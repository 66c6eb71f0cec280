//! Software render target: draws a grid collection into an RGBA frame.
//!
//! Cell extents come only from the percentages each grid exposes; the
//! rasteriser performs no other layout math.

use std::path::Path;

use anyhow::{anyhow, bail, Context, Result};
use image::RgbaImage;
use tiny_skia::{Color, Paint, PathBuilder, Pixmap, Rect, Stroke, Transform};

use crate::color::Rgb;
use crate::driver::GridCollection;
use crate::grid::GridInstance;
use crate::motion::{Orientation, GRID_SIZE};

const BACKGROUND: Rgb = Rgb {
    r: 255,
    g: 255,
    b: 255,
};
const UNCOLORED_CELL: Rgb = Rgb {
    r: 200,
    g: 200,
    b: 200,
};
const BORDER: Rgb = Rgb { r: 0, g: 0, b: 0 };

#[derive(Debug, Clone, Copy, PartialEq, Eq)]
pub struct RasterLayout {
    /// Edge length of one square grid tile in pixels.
    pub tile_px: u32,
    pub margin_px: u32,
    pub tiles_per_row: u32,
}

impl Default for RasterLayout {
    fn default() -> Self {
        Self {
            tile_px: 160,
            margin_px: 24,
            tiles_per_row: 5,
        }
    }
}

impl RasterLayout {
    pub fn validate(&self) -> Result<()> {
        if self.tile_px < GRID_SIZE as u32 {
            bail!(
                "tile size must be at least {} px, got {}",
                GRID_SIZE,
                self.tile_px
            );
        }
        if self.tiles_per_row == 0 {
            bail!("tiles per row must be > 0");
        }
        Ok(())
    }

    /// Canvas `(width, height)` for `grid_count` tiles.
    pub fn canvas_size(&self, grid_count: usize) -> (u32, u32) {
        let count = grid_count.max(1) as u32;
        let columns = count.min(self.tiles_per_row);
        let rows = count.div_ceil(self.tiles_per_row);
        (
            columns * self.tile_px + (columns + 1) * self.margin_px,
            rows * self.tile_px + (rows + 1) * self.margin_px,
        )
    }

    fn tile_origin(&self, index: usize) -> (f32, f32) {
        let index = index as u32;
        let column = index % self.tiles_per_row;
        let row = index / self.tiles_per_row;
        let step = self.tile_px + self.margin_px;
        (
            (self.margin_px + column * step) as f32,
            (self.margin_px + row * step) as f32,
        )
    }
}

fn paint_for(color: Rgb) -> Paint<'static> {
    let mut paint = Paint::default();
    paint.set_color_rgba8(color.r, color.g, color.b, 255);
    paint.anti_alias = false;
    paint
}

/// Pixel rectangles `(x, y, width, height, color)` for every cell of a grid
/// whose tile starts at `(origin_x, origin_y)`.
pub fn cell_rects(
    grid: &GridInstance,
    origin_x: f32,
    origin_y: f32,
    tile_px: u32,
) -> Vec<(f32, f32, f32, f32, Option<Rgb>)> {
    let size = tile_px as f32;
    let mut rects = Vec::with_capacity(GRID_SIZE * GRID_SIZE);
    let mut outer_offset = 0.0_f32;
    for stripe in 0..GRID_SIZE {
        let outer_extent = grid.stripe_percent(stripe) as f32 * size / 100.0;
        let mut inner_offset = 0.0_f32;
        for position in 0..GRID_SIZE {
            let (row, col) = match grid.orientation() {
                Orientation::ColumnMajor => (position, stripe),
                Orientation::RowMajor => (stripe, position),
            };
            let cell = grid.cell(row, col);
            let rect = match grid.orientation() {
                Orientation::ColumnMajor => {
                    let height = cell.height_percent as f32 * size / 100.0;
                    let rect = (
                        origin_x + outer_offset,
                        origin_y + inner_offset,
                        outer_extent,
                        height,
                        cell.color,
                    );
                    inner_offset += height;
                    rect
                }
                Orientation::RowMajor => {
                    let width = cell.width_percent as f32 * size / 100.0;
                    let rect = (
                        origin_x + inner_offset,
                        origin_y + outer_offset,
                        width,
                        outer_extent,
                        cell.color,
                    );
                    inner_offset += width;
                    rect
                }
            };
            rects.push(rect);
        }
        outer_offset += outer_extent;
    }
    rects
}

pub fn render_collection(collection: &GridCollection, layout: &RasterLayout) -> Result<Pixmap> {
    layout.validate()?;
    let (width, height) = layout.canvas_size(collection.len());
    let mut pixmap = Pixmap::new(width, height)
        .ok_or_else(|| anyhow!("failed to create {width}x{height} pixmap"))?;
    pixmap.fill(Color::from_rgba8(BACKGROUND.r, BACKGROUND.g, BACKGROUND.b, 255));

    let border = paint_for(BORDER);
    let stroke = Stroke {
        width: 1.0,
        ..Stroke::default()
    };

    for (index, grid) in collection.grids().iter().enumerate() {
        let (origin_x, origin_y) = layout.tile_origin(index);
        for (x, y, w, h, color) in cell_rects(grid, origin_x, origin_y, layout.tile_px) {
            // Sub-pixel cells are possible at small tile sizes.
            let Some(rect) = Rect::from_xywh(x, y, w, h) else {
                continue;
            };
            pixmap.fill_rect(
                rect,
                &paint_for(color.unwrap_or(UNCOLORED_CELL)),
                Transform::identity(),
                None,
            );
            let outline = PathBuilder::from_rect(rect);
            pixmap.stroke_path(&outline, &border, &stroke, Transform::identity(), None);
        }
    }

    Ok(pixmap)
}

/// Render and return tightly packed RGBA bytes (every pixel is opaque, so
/// premultiplication is a no-op).
pub fn render_collection_rgba(
    collection: &GridCollection,
    layout: &RasterLayout,
) -> Result<Vec<u8>> {
    Ok(render_collection(collection, layout)?.take())
}

pub fn save_rgba_png(path: &Path, width: u32, height: u32, rgba: Vec<u8>) -> Result<()> {
    let image = RgbaImage::from_raw(width, height, rgba).ok_or_else(|| {
        anyhow!(
            "failed to construct image buffer for {}x{} RGBA frame",
            width,
            height
        )
    })?;
    image
        .save(path)
        .with_context(|| format!("failed to write png {}", path.display()))
}

pub fn fnv1a64(bytes: &[u8]) -> u64 {
    let mut hash = 0xcbf2_9ce4_8422_2325_u64;
    for byte in bytes {
        hash ^= u64::from(*byte);
        hash = hash.wrapping_mul(0x0000_0001_0000_01b3);
    }
    hash
}

/// Fold per-frame hashes into one sequence hash.
pub fn sequence_digest(frame_hashes: &[u64]) -> u64 {
    let mut bytes = Vec::with_capacity(frame_hashes.len() * 8);
    for hash in frame_hashes {
        bytes.extend_from_slice(&hash.to_le_bytes());
    }
    fnv1a64(&bytes)
}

- WHAT YOU SHOULD DO
Every single line in the records above must be written out exactly.

- COMPLETED TASK
repository 66c6eb71f0cec280
//! Software render target: draws a grid collection into an RGBA frame.
//!
//! Cell extents come only from the percentages each grid exposes; the
//! rasteriser performs no other layout math.

use std::path::Path;

use anyhow::{anyhow, bail, Context, Result};
use image::RgbaImage;
use tiny_skia::{Color, Paint, PathBuilder, Pixmap, Rect, Stroke, Transform};

use crate::color::Rgb;
use crate::driver::GridCollection;
use crate::grid::GridInstance;
use crate::motion::{Orientation, GRID_SIZE};

const BACKGROUND: Rgb = Rgb {
    r: 255,
    g: 255,
    b: 255,
};
const UNCOLORED_CELL: Rgb = Rgb {
    r: 200,
    g: 200,
    b: 200,
};
const BORDER: Rgb = Rgb { r: 0, g: 0, b: 0 };

#[derive(Debug, Clone, Copy, PartialEq, Eq)]
pub struct RasterLayout {
    /// Edge length of one square grid tile in pixels.
    pub tile_px: u32,
    pub margin_px: u32,
    pub tiles_per_row: u32,
}

impl Default for RasterLayout {
    fn default() -> Self {
        Self {
            tile_px: 160,
            margin_px: 24,
            tiles_per_row: 5,
        }
    }
}

impl RasterLayout {
    pub fn validate(&self) -> Result<()> {
        if self.tile_px < GRID_SIZE as u32 {
            bail!(
                "tile size must be at least {} px, got {}",
                GRID_SIZE,
                self.tile_px
            );
        }
        if self.tiles_per_row == 0 {
            bail!("tiles per row must be > 0");
        }
        Ok(())
    }

    /// Canvas `(width, height)` for `grid_count` tiles.
    pub fn canvas_size(&self, grid_count: usize) -> (u32, u32) {
        let count = grid_count.max(1) as u32;
        let columns = count.min(self.tiles_per_row);
        let rows = count.div_ceil(self.tiles_per_row);
        (
            columns * self.tile_px + (columns + 1) * self.margin_px,
            rows * self.tile_px + (rows + 1) * self.margin_px,
        )
    }

    fn tile_origin(&self, index: usize) -> (f32, f32) {
        let index = index as u32;
        let column = index % self.tiles_per_row;
        let row = index / self.tiles_per_row;
        let step = self.tile_px + self.margin_px;
        (
            (self.margin_px + column * step) as f32,
            (self.margin_px + row * step) as f32,
        )
    }
}

fn paint_for(color: Rgb) -> Paint<'static> {
    let mut paint = Paint::default();
    paint.set_color_rgba8(color.r, color.g, color.b, 255);
    paint.anti_alias = false;
    paint
}

/// Pixel rectangles `(x, y, width, height, color)` for every cell of a grid
/// whose tile starts at `(origin_x, origin_y)`.
pub fn cell_rects(
    grid: &GridInstance,
    origin_x: f32,
    origin_y: f32,
    tile_px: u32,
) -> Vec<(f32, f32, f32, f32, Option<Rgb>)> {
    let size = tile_px as f32;
    let mut rects = Vec::with_capacity(GRID_SIZE * GRID_SIZE);
    let mut outer_offset = 0.0_f32;
    for stripe in 0..GRID_SIZE {
        let outer_extent = grid.stripe_percent(stripe) as f32 * size / 100.0;
        let mut inner_offset = 0.0_f32;
        for position in 0..GRID_SIZE {
            let (row, col) = match grid.orientation() {
                Orientation::ColumnMajor => (position, stripe),
                Orientation::RowMajor => (stripe, position),
            };
            let cell = grid.cell(row, col);
            let rect = match grid.orientation() {
                Orientation::ColumnMajor => {
                    let height = cell.height_percent as f32 * size / 100.0;
                    let rect = (
                        origin_x + outer_offset,
                        origin_y + inner_offset,
                        outer_extent,
                        height,
                        cell.color,
                    );
                    inner_offset += height;
                    rect
                }
                Orientation::RowMajor => {
                    let width = cell.width_percent as f32 * size / 100.0;
                    let rect = (
                        origin_x + inner_offset,
                        origin_y + outer_offset,
                        width,
                        outer_extent,
                        cell.color,
                    );
                    inner_offset += width;
                    rect
                }
            };
            rects.push(rect);
        }
        outer_offset += outer_extent;
    }
    rects
}

pub fn render_collection(collection: &GridCollection, layout: &RasterLayout) -> Result<Pixmap> {
    layout.validate()?;
    let (width, height) = layout.canvas_size(collection.len());
    let mut pixmap = Pixmap::new(width, height)
        .ok_or_else(|| anyhow!("failed to create {width}x{height} pixmap"))?;
    pixmap.fill(Color::from_rgba8(BACKGROUND.r, BACKGROUND.g, BACKGROUND.b, 255));

    let border = paint_for(BORDER);
    let stroke = Stroke {
        width: 1.0,
        ..Stroke::default()
    };

    for (index, grid) in collection.grids().iter().enumerate() {
        let (origin_x, origin_y) = layout.tile_origin(index);
        for (x, y, w, h, color) in cell_rects(grid, origin_x, origin_y, layout.tile_px) {
            // Sub-pixel cells are possible at small tile sizes.
            let Some(rect) = Rect::from_xywh(x, y, w, h) else {
                continue;
            };
            pixmap.fill_rect(
                rect,
                &paint_for(color.unwrap_or(UNCOLORED_CELL)),
                Transform::identity(),
                None,
            );
            let outline = PathBuilder::from_rect(rect);
            pixmap.stroke_path(&outline, &border, &stroke, Transform::identity(), None);
        }
    }

    Ok(pixmap)
}

/// Render and return tightly packed RGBA bytes (every pixel is opaque, so
/// premultiplication is a no-op).
pub fn render_collection_rgba(
    collection: &GridCollection,
    layout: &RasterLayout,
) -> Result<Vec<u8>> {
    Ok(render_collection(collection, layout)?.take())
}

pub fn save_rgba_png(path: &Path, width: u32, height: u32, rgba: Vec<u8>) -> Result<()> {
    let image = RgbaImage::from_raw(width, height, rgba).ok_or_else(|| {
        anyhow!(
            "failed to construct image buffer for {}x{} RGBA frame",
            width,
            height
        )
    })?;
    image
        .save(path)
        .with_context(|| format!("failed to write png {}", path.display()))
}

pub fn fnv1a64(bytes: &[u8]) -> u64 {
    let mut hash = 0xcbf2_9ce4_8422_2325_u64;
    for byte in bytes {
        hash ^= u64::from(*byte);
        hash = hash.wrapping_mul(0x0000_0001_0000_01b3);
    }
    hash
}

/// Fold per-frame hashes into one sequence hash.
pub fn sequence_digest(frame_hashes: &[u64]) -> u64 {
    let mut bytes = Vec::with_capacity(frame_hashes.len() * 8);
    for hash in frame_hashes {
        bytes.extend_from_slice(&hash.to_le_bytes());
    }
    fnv1a64(&bytes)
}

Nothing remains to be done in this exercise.